### Task data

//! Command-line options and the validated session configuration.

use std::time::{SystemTime, UNIX_EPOCH};

use clap::{Parser, ValueEnum};

use super::clock::DEFAULT_FPS;
use crate::domain::{DEFAULT_GROWTH, DEFAULT_IGNITION, Parameters};

/// Pixel size of one cell when nothing else is configured
pub const DEFAULT_CELL_SIZE: f32 = 8.0;
/// Height reserved above the grid for the status line
pub const STATUS_HEIGHT: f32 = 24.0;

/// Which rule family drives the session
#[derive(Clone, Copy, Debug, PartialEq, Eq, Default, ValueEnum)]
pub enum RuleKind {
    /// Stochastic forest fire (empty, tree, burning)
    #[default]
    Forest,
    /// Conway's Game of Life (B3/S23)
    Life,
}

/// Raw command-line arguments
#[derive(Parser, Debug, Clone)]
#[command(name = "episim", version, about = "Forest-fire and Life simulator with rewindable history")]
pub struct Cli {
    /// Rule family to simulate
    #[arg(long, value_enum, default_value_t = RuleKind::Forest)]
    pub rule: RuleKind,

    /// Ignition probability f
    #[arg(short = 'f', long, default_value_t = DEFAULT_IGNITION)]
    pub ignition: f64,

    /// Growth probability p
    #[arg(short = 'p', long, default_value_t = DEFAULT_GROWTH)]
    pub growth: f64,

    /// Grid rows (default: fit the window)
    #[arg(long)]
    pub rows: Option<usize>,

    /// Grid columns (default: fit the window)
    #[arg(long)]
    pub cols: Option<usize>,

    /// Generations per second while playing
    #[arg(long, default_value_t = DEFAULT_FPS)]
    pub fps: f32,

    /// Random seed (default: wall-clock time)
    #[arg(long)]
    pub seed: Option<u64>,

    /// Pixel size of one cell
    #[arg(long, default_value_t = DEFAULT_CELL_SIZE)]
    pub cell_size: f32,
}

/// Configuration validation errors.
#[derive(Debug, thiserror::Error)]
pub enum ConfigError {
    #[error("Probability {name} must lie in [0, 1], got {value}")]
    InvalidProbability { name: &'static str, value: f64 },
    #[error("Frame rate must be positive, got {0}")]
    InvalidFps(f32),
    #[error("Cell size must be positive, got {0}")]
    InvalidCellSize(f32),
    #[error("Grid dimensions must be at least 1x1")]
    InvalidDimensions,
}

/// Validated session configuration
#[derive(Debug, Clone, PartialEq)]
pub struct SimulationConfig {
    pub rule: RuleKind,
    pub parameters: Parameters,
    pub rows: Option<usize>,
    pub cols: Option<usize>,
    pub fps: f32,
    pub seed: u64,
    pub cell_size: f32,
}

impl Default for SimulationConfig {
    fn default() -> Self {
        Self {
            rule: RuleKind::default(),
            parameters: Parameters::default(),
            rows: None,
            cols: None,
            fps: DEFAULT_FPS,
            seed: clock_seed(),
            cell_size: DEFAULT_CELL_SIZE,
        }
    }
}

/// Seed derived from the wall clock
pub fn clock_seed() -> u64 {
    SystemTime::now()
        .duration_since(UNIX_EPOCH)
        .map(|d| d.as_nanos() as u64)
        .unwrap_or(0)
}

fn check_probability(name: &'static str, value: f64) -> Result<(), ConfigError> {
    if (0.0..=1.0).contains(&value) {
        Ok(())
    } else {
        Err(ConfigError::InvalidProbability { name, value })
    }
}

impl SimulationConfig {
    /// Validate the configuration.
    pub fn validate(&self) -> Result<(), ConfigError> {
        check_probability("f", self.parameters.ignition)?;
        check_probability("p", self.parameters.growth)?;
        if !(self.fps.is_finite() && self.fps > 0.0) {
            return Err(ConfigError::InvalidFps(self.fps));
        }
        if !(self.cell_size.is_finite() && self.cell_size > 0.0) {
            return Err(ConfigError::InvalidCellSize(self.cell_size));
        }
        if self.rows == Some(0) || self.cols == Some(0) {
            return Err(ConfigError::InvalidDimensions);
        }
        Ok(())
    }

    /// Grid size: explicit dimensions win, otherwise fit the drawable area
    pub fn dimensions_for(&self, width: f32, height: f32) -> (usize, usize) {
        let fit = |pixels: f32| ((pixels / self.cell_size).floor() as usize).max(1);
        let rows = self.rows.unwrap_or_else(|| fit(height - STATUS_HEIGHT));
        let cols = self.cols.unwrap_or_else(|| fit(width));
        (rows, cols)
    }

    /// Window size needed to show explicit dimensions, if any were given
    pub fn window_size(&self) -> Option<(i32, i32)> {
        let (rows, cols) = (self.rows?, self.cols?);
        let width = cols as f32 * self.cell_size;
        let height = rows as f32 * self.cell_size + STATUS_HEIGHT;
        Some((width.ceil() as i32, height.ceil() as i32))
    }
}

impl TryFrom<Cli> for SimulationConfig {
    type Error = ConfigError;

    fn try_from(cli: Cli) -> Result<Self, Self::Error> {
        let config = Self {
            rule: cli.rule,
            parameters: Parameters::new(cli.ignition, cli.growth),
            rows: cli.rows,
            cols: cli.cols,
            fps: cli.fps,
            seed: cli.seed.unwrap_or_else(clock_seed),
            cell_size: cli.cell_size,
        };
        config.validate()?;
        Ok(config)
    }
}

#[cfg(test)]
mod tests {
    use super::*;

    fn parse(args: &[&str]) -> Result<SimulationConfig, ConfigError> {
        let cli = Cli::try_parse_from(std::iter::once("episim").chain(args.iter().copied())).unwrap();
        SimulationConfig::try_from(cli)
    }

    #[test]
    fn test_defaults() {
        let config = parse(&[]).unwrap();
        assert_eq!(config.rule, RuleKind::Forest);
        assert_eq!(config.parameters, Parameters::default());
        assert_eq!(config.fps, 20.0);
        assert_eq!(config.rows, None);
    }

    #[test]
    fn test_explicit_values() {
        let config = parse(&[
            "--rule", "life", "-f", "0.5", "-p", "0.1", "--rows", "30", "--cols", "40", "--seed", "7",
        ])
        .unwrap();
        assert_eq!(config.rule, RuleKind::Life);
        assert_eq!(config.parameters, Parameters::new(0.5, 0.1));
        assert_eq!(config.seed, 7);
        assert_eq!(config.dimensions_for(10.0, 10.0), (30, 40));
    }

    #[test]
    fn test_rejects_bad_values() {
        assert!(matches!(
            parse(&["-f", "1.5"]),
            Err(ConfigError::InvalidProbability { name: "f", .. })
        ));
        assert!(matches!(
            parse(&["--growth=-0.1"]),
            Err(ConfigError::InvalidProbability { name: "p", .. })
        ));
        assert!(matches!(parse(&["--fps", "0"]), Err(ConfigError::InvalidFps(_))));
        assert!(matches!(parse(&["--rows", "0"]), Err(ConfigError::InvalidDimensions)));
        assert!(matches!(parse(&["--cell-size", "0"]), Err(ConfigError::InvalidCellSize(_))));
    }

    #[test]
    fn test_dimensions_fit_window() {
        let config = SimulationConfig {
            cell_size: 10.0,
            ..SimulationConfig::default()
        };
        assert_eq!(config.dimensions_for(1000.0, 800.0 + STATUS_HEIGHT), (80, 100));
        assert_eq!(config.dimensions_for(3.0, 3.0), (1, 1));
        assert_eq!(config.window_size(), None);
    }

    #[test]
    fn test_window_size_for_explicit_grid() {
        let config = SimulationConfig {
            rows: Some(10),
            cols: Some(20),
            cell_size: 5.0,
            ..SimulationConfig::default()
        };
        assert_eq!(config.window_size(), Some((100, 50 + STATUS_HEIGHT as i32)));
    }
}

######

Activity:
Gather from the entries above all lines that include the string "Debug".

Completed exercise:
#[derive(Clone, Copy, Debug, PartialEq, Eq, Default, ValueEnum)]
#[derive(Parser, Debug, Clone)]
#[derive(Debug, thiserror::Error)]
#[derive(Debug, Clone, PartialEq)]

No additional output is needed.